Exercise details: The line containing "wrapping a function." opens the span to copy, and the last line of the records below closes it. Write out that span exactly.
Data excerpts section start
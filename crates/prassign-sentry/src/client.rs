use std::{future::Future, str::FromStr};

use prassign_config::Config;
use sentry::{
    integrations::debug_images::DebugImagesIntegration, types::Dsn, ClientInitGuard,
    ClientOptions,
};
use tracing::{info, warn};

fn init_client(config: &Config) -> Option<ClientInitGuard> {
    if config.sentry.url.is_empty() {
        return None;
    }

    let dsn = match Dsn::from_str(&config.sentry.url) {
        Ok(dsn) => dsn,
        Err(e) => {
            warn!(error = %e, message = "Invalid Sentry URL, integration disabled");
            return None;
        }
    };

    info!("Sentry integration enabled.");

    // Enable backtraces
    std::env::set_var("RUST_BACKTRACE", "1");

    let mut options = ClientOptions::new().add_integration(DebugImagesIntegration::default());
    options.dsn = Some(dsn);
    options.default_integrations = true;
    options.in_app_exclude.push("actix");
    options.in_app_exclude.push("sentry");
    options.in_app_exclude.push("tokio");
    options.release = Some(config.version.to_string().into());
    options.attach_stacktrace = true;
    options.traces_sample_rate = config.sentry.traces_sample_rate;

    Some(sentry::init(options))
}

/// Configure Sentry integration by wrapping a function.
///
/// The client stays alive until `func` completes.
pub async fn with_sentry_configuration<T, Fut, E>(config: &Config, func: T) -> Result<(), E>
where
    T: FnOnce() -> Fut,
    Fut: Future<Output = Result<(), E>>,
{
    let _guard = init_client(config);

    func().await
}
Data excerpts section end
Expected answer:
/// Configure Sentry integration by wrapping a function.
///
/// The client stays alive until `func` completes.
pub async fn with_sentry_configuration<T, Fut, E>(config: &Config, func: T) -> Result<(), E>
where
    T: FnOnce() -> Fut,
    Fut: Future<Output = Result<(), E>>,
{
    let _guard = init_client(config);

    func().await
}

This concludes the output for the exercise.